● **Records for processing**:
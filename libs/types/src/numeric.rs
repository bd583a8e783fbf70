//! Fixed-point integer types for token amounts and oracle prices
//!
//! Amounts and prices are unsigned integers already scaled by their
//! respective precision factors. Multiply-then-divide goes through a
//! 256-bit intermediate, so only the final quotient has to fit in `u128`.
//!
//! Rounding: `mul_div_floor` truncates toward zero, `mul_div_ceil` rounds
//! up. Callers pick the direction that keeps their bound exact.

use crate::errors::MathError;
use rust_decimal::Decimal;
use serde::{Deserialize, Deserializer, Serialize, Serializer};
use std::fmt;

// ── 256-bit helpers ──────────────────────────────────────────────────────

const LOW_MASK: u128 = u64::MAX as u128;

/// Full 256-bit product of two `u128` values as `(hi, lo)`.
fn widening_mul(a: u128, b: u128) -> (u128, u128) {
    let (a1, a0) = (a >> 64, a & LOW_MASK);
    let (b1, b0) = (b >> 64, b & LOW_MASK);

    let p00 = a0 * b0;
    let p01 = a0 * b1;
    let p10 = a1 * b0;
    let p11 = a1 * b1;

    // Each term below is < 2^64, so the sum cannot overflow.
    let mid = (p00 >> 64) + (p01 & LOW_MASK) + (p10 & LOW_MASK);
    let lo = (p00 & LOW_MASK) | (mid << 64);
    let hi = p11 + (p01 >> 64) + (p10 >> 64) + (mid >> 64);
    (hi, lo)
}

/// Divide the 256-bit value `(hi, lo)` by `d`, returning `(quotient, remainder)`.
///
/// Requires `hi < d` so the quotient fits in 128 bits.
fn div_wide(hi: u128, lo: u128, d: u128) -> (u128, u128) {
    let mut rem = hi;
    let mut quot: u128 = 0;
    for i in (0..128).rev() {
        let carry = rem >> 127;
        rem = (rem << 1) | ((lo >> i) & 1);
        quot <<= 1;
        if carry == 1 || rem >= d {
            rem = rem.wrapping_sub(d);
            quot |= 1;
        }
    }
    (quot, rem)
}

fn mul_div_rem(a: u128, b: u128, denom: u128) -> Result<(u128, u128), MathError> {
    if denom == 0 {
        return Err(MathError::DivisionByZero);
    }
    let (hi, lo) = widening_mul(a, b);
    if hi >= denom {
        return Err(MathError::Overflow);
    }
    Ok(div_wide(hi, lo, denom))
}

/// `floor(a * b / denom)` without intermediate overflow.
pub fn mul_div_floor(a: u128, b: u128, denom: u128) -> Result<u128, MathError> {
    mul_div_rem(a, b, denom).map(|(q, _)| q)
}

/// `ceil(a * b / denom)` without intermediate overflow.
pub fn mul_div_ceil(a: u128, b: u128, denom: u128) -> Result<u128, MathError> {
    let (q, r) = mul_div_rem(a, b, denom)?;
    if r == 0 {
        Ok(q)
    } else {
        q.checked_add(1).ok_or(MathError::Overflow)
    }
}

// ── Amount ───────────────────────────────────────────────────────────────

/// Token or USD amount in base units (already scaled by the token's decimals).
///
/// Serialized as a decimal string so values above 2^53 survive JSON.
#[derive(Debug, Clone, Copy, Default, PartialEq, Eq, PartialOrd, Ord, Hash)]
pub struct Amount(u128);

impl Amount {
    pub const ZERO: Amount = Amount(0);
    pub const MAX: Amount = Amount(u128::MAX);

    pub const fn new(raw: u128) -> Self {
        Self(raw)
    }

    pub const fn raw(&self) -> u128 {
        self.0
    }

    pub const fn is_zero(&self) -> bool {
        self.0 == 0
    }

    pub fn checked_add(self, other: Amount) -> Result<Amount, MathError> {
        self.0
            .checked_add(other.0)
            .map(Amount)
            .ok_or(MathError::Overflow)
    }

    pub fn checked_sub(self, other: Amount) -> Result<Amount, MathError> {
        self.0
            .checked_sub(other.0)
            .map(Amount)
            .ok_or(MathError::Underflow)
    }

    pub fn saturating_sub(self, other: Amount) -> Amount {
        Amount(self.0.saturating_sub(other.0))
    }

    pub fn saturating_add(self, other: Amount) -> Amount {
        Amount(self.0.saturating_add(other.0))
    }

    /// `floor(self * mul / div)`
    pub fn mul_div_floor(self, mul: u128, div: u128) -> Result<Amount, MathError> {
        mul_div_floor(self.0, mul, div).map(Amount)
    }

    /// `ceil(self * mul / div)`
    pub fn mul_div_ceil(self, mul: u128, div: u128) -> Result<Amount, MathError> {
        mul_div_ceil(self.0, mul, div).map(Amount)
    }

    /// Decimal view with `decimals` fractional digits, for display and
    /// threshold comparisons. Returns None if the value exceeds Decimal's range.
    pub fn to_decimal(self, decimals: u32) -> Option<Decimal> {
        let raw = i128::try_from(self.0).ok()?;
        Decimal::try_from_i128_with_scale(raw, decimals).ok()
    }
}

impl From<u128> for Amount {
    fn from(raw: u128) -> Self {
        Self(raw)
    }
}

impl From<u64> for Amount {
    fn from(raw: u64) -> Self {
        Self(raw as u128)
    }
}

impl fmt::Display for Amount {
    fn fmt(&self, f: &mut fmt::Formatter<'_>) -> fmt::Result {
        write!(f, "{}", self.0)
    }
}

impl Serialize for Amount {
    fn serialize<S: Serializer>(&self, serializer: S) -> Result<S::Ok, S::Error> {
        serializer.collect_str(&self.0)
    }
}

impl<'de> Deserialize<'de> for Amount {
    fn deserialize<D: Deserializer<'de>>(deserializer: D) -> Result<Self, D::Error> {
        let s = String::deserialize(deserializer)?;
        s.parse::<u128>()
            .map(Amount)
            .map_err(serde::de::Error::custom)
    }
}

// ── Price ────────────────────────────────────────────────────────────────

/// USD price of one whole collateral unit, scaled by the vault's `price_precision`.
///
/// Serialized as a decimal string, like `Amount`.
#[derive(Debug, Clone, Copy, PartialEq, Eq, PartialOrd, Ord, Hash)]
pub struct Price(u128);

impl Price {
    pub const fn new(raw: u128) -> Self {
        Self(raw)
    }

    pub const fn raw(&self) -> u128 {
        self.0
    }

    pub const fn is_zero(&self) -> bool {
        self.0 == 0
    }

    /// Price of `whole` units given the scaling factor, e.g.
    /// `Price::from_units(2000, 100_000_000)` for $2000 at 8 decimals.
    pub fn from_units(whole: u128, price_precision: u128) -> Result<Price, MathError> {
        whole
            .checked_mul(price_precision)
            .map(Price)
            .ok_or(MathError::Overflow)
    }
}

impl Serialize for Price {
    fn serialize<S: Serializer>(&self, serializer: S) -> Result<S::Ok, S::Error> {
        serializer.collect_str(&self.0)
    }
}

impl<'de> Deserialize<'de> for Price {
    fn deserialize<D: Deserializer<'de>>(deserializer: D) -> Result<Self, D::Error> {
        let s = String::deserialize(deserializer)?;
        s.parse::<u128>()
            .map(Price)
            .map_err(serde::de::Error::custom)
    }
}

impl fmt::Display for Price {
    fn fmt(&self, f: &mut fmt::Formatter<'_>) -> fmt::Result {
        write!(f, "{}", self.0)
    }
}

● **Exercise aim**:
Word for word, give back the data shown above.

● **Answer for this exercise**:
filename libs/types/src/numeric.rs
repository bd583a8e783fbf70
//! Fixed-point integer types for token amounts and oracle prices
//!
//! Amounts and prices are unsigned integers already scaled by their
//! respective precision factors. Multiply-then-divide goes through a
//! 256-bit intermediate, so only the final quotient has to fit in `u128`.
//!
//! Rounding: `mul_div_floor` truncates toward zero, `mul_div_ceil` rounds
//! up. Callers pick the direction that keeps their bound exact.

use crate::errors::MathError;
use rust_decimal::Decimal;
use serde::{Deserialize, Deserializer, Serialize, Serializer};
use std::fmt;

// ── 256-bit helpers ──────────────────────────────────────────────────────

const LOW_MASK: u128 = u64::MAX as u128;

/// Full 256-bit product of two `u128` values as `(hi, lo)`.
fn widening_mul(a: u128, b: u128) -> (u128, u128) {
    let (a1, a0) = (a >> 64, a & LOW_MASK);
    let (b1, b0) = (b >> 64, b & LOW_MASK);

    let p00 = a0 * b0;
    let p01 = a0 * b1;
    let p10 = a1 * b0;
    let p11 = a1 * b1;

    // Each term below is < 2^64, so the sum cannot overflow.
    let mid = (p00 >> 64) + (p01 & LOW_MASK) + (p10 & LOW_MASK);
    let lo = (p00 & LOW_MASK) | (mid << 64);
    let hi = p11 + (p01 >> 64) + (p10 >> 64) + (mid >> 64);
    (hi, lo)
}

/// Divide the 256-bit value `(hi, lo)` by `d`, returning `(quotient, remainder)`.
///
/// Requires `hi < d` so the quotient fits in 128 bits.
fn div_wide(hi: u128, lo: u128, d: u128) -> (u128, u128) {
    let mut rem = hi;
    let mut quot: u128 = 0;
    for i in (0..128).rev() {
        let carry = rem >> 127;
        rem = (rem << 1) | ((lo >> i) & 1);
        quot <<= 1;
        if carry == 1 || rem >= d {
            rem = rem.wrapping_sub(d);
            quot |= 1;
        }
    }
    (quot, rem)
}

fn mul_div_rem(a: u128, b: u128, denom: u128) -> Result<(u128, u128), MathError> {
    if denom == 0 {
        return Err(MathError::DivisionByZero);
    }
    let (hi, lo) = widening_mul(a, b);
    if hi >= denom {
        return Err(MathError::Overflow);
    }
    Ok(div_wide(hi, lo, denom))
}

/// `floor(a * b / denom)` without intermediate overflow.
pub fn mul_div_floor(a: u128, b: u128, denom: u128) -> Result<u128, MathError> {
    mul_div_rem(a, b, denom).map(|(q, _)| q)
}

/// `ceil(a * b / denom)` without intermediate overflow.
pub fn mul_div_ceil(a: u128, b: u128, denom: u128) -> Result<u128, MathError> {
    let (q, r) = mul_div_rem(a, b, denom)?;
    if r == 0 {
        Ok(q)
    } else {
        q.checked_add(1).ok_or(MathError::Overflow)
    }
}

// ── Amount ───────────────────────────────────────────────────────────────

/// Token or USD amount in base units (already scaled by the token's decimals).
///
/// Serialized as a decimal string so values above 2^53 survive JSON.
#[derive(Debug, Clone, Copy, Default, PartialEq, Eq, PartialOrd, Ord, Hash)]
pub struct Amount(u128);

impl Amount {
    pub const ZERO: Amount = Amount(0);
    pub const MAX: Amount = Amount(u128::MAX);

    pub const fn new(raw: u128) -> Self {
        Self(raw)
    }

    pub const fn raw(&self) -> u128 {
        self.0
    }

    pub const fn is_zero(&self) -> bool {
        self.0 == 0
    }

    pub fn checked_add(self, other: Amount) -> Result<Amount, MathError> {
        self.0
            .checked_add(other.0)
            .map(Amount)
            .ok_or(MathError::Overflow)
    }

    pub fn checked_sub(self, other: Amount) -> Result<Amount, MathError> {
        self.0
            .checked_sub(other.0)
            .map(Amount)
            .ok_or(MathError::Underflow)
    }

    pub fn saturating_sub(self, other: Amount) -> Amount {
        Amount(self.0.saturating_sub(other.0))
    }

    pub fn saturating_add(self, other: Amount) -> Amount {
        Amount(self.0.saturating_add(other.0))
    }

    /// `floor(self * mul / div)`
    pub fn mul_div_floor(self, mul: u128, div: u128) -> Result<Amount, MathError> {
        mul_div_floor(self.0, mul, div).map(Amount)
    }

    /// `ceil(self * mul / div)`
    pub fn mul_div_ceil(self, mul: u128, div: u128) -> Result<Amount, MathError> {
        mul_div_ceil(self.0, mul, div).map(Amount)
    }

    /// Decimal view with `decimals` fractional digits, for display and
    /// threshold comparisons. Returns None if the value exceeds Decimal's range.
    pub fn to_decimal(self, decimals: u32) -> Option<Decimal> {
        let raw = i128::try_from(self.0).ok()?;
        Decimal::try_from_i128_with_scale(raw, decimals).ok()
    }
}

impl From<u128> for Amount {
    fn from(raw: u128) -> Self {
        Self(raw)
    }
}

impl From<u64> for Amount {
    fn from(raw: u64) -> Self {
        Self(raw as u128)
    }
}

impl fmt::Display for Amount {
    fn fmt(&self, f: &mut fmt::Formatter<'_>) -> fmt::Result {
        write!(f, "{}", self.0)
    }
}

impl Serialize for Amount {
    fn serialize<S: Serializer>(&self, serializer: S) -> Result<S::Ok, S::Error> {
        serializer.collect_str(&self.0)
    }
}

impl<'de> Deserialize<'de> for Amount {
    fn deserialize<D: Deserializer<'de>>(deserializer: D) -> Result<Self, D::Error> {
        let s = String::deserialize(deserializer)?;
        s.parse::<u128>()
            .map(Amount)
            .map_err(serde::de::Error::custom)
    }
}

// ── Price ────────────────────────────────────────────────────────────────

/// USD price of one whole collateral unit, scaled by the vault's `price_precision`.
///
/// Serialized as a decimal string, like `Amount`.
#[derive(Debug, Clone, Copy, PartialEq, Eq, PartialOrd, Ord, Hash)]
pub struct Price(u128);

impl Price {
    pub const fn new(raw: u128) -> Self {
        Self(raw)
    }

    pub const fn raw(&self) -> u128 {
        self.0
    }

    pub const fn is_zero(&self) -> bool {
        self.0 == 0
    }

    /// Price of `whole` units given the scaling factor, e.g.
    /// `Price::from_units(2000, 100_000_000)` for $2000 at 8 decimals.
    pub fn from_units(whole: u128, price_precision: u128) -> Result<Price, MathError> {
        whole
            .checked_mul(price_precision)
            .map(Price)
            .ok_or(MathError::Overflow)
    }
}

impl Serialize for Price {
    fn serialize<S: Serializer>(&self, serializer: S) -> Result<S::Ok, S::Error> {
        serializer.collect_str(&self.0)
    }
}

impl<'de> Deserialize<'de> for Price {
    fn deserialize<D: Deserializer<'de>>(deserializer: D) -> Result<Self, D::Error> {
        let s = String::deserialize(deserializer)?;
        s.parse::<u128>()
            .map(Price)
            .map_err(serde::de::Error::custom)
    }
}

impl fmt::Display for Price {
    fn fmt(&self, f: &mut fmt::Formatter<'_>) -> fmt::Result {
        write!(f, "{}", self.0)
    }
}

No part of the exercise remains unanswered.